Collected data:
......
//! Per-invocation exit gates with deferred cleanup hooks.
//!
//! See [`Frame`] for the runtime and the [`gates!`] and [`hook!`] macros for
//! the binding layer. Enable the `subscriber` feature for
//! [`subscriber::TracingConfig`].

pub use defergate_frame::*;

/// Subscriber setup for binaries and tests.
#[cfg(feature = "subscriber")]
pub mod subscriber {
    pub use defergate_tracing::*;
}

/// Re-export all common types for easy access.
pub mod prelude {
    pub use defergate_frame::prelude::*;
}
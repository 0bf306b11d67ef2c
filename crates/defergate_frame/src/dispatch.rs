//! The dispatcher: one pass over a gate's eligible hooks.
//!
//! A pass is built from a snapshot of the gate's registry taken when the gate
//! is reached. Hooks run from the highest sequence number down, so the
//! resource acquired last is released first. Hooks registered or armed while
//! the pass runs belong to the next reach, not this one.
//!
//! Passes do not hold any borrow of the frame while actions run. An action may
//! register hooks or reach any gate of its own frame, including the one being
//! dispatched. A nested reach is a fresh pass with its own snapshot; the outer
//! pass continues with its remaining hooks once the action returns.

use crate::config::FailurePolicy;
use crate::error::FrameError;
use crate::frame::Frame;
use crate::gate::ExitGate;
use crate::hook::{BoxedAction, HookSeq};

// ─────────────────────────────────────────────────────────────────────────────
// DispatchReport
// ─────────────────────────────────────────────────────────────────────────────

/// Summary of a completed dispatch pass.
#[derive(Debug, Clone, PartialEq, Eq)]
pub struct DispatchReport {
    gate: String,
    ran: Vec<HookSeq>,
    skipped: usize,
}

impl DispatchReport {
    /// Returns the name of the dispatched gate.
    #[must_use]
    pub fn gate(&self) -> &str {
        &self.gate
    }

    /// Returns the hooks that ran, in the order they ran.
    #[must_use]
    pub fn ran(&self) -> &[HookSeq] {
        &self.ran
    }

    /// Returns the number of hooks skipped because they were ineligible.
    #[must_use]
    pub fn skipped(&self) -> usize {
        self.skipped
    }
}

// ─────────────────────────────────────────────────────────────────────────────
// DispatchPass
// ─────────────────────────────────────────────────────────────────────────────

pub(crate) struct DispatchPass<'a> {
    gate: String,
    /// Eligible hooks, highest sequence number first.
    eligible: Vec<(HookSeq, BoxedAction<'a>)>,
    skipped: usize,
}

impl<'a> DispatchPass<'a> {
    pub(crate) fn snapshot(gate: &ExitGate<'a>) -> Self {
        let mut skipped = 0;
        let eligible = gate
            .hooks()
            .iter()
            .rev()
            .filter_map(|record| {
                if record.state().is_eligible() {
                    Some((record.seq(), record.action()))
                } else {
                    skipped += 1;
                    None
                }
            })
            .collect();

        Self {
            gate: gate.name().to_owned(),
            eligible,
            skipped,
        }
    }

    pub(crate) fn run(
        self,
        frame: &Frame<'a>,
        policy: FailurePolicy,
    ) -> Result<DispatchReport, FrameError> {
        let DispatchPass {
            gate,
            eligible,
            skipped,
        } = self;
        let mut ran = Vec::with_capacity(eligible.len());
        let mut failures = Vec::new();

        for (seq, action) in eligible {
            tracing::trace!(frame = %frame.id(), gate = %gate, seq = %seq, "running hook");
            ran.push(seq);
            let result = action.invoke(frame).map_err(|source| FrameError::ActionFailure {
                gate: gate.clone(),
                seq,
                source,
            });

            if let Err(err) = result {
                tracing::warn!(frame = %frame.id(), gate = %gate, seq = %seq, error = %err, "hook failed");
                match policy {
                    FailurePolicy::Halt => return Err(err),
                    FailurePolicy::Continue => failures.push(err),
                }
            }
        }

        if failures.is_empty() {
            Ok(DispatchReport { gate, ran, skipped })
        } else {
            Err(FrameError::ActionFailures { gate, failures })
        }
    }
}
......
_What this task involves_
Count the lines in the records above that contain the word "highest", and give only the number.

_Response to this exercise_
2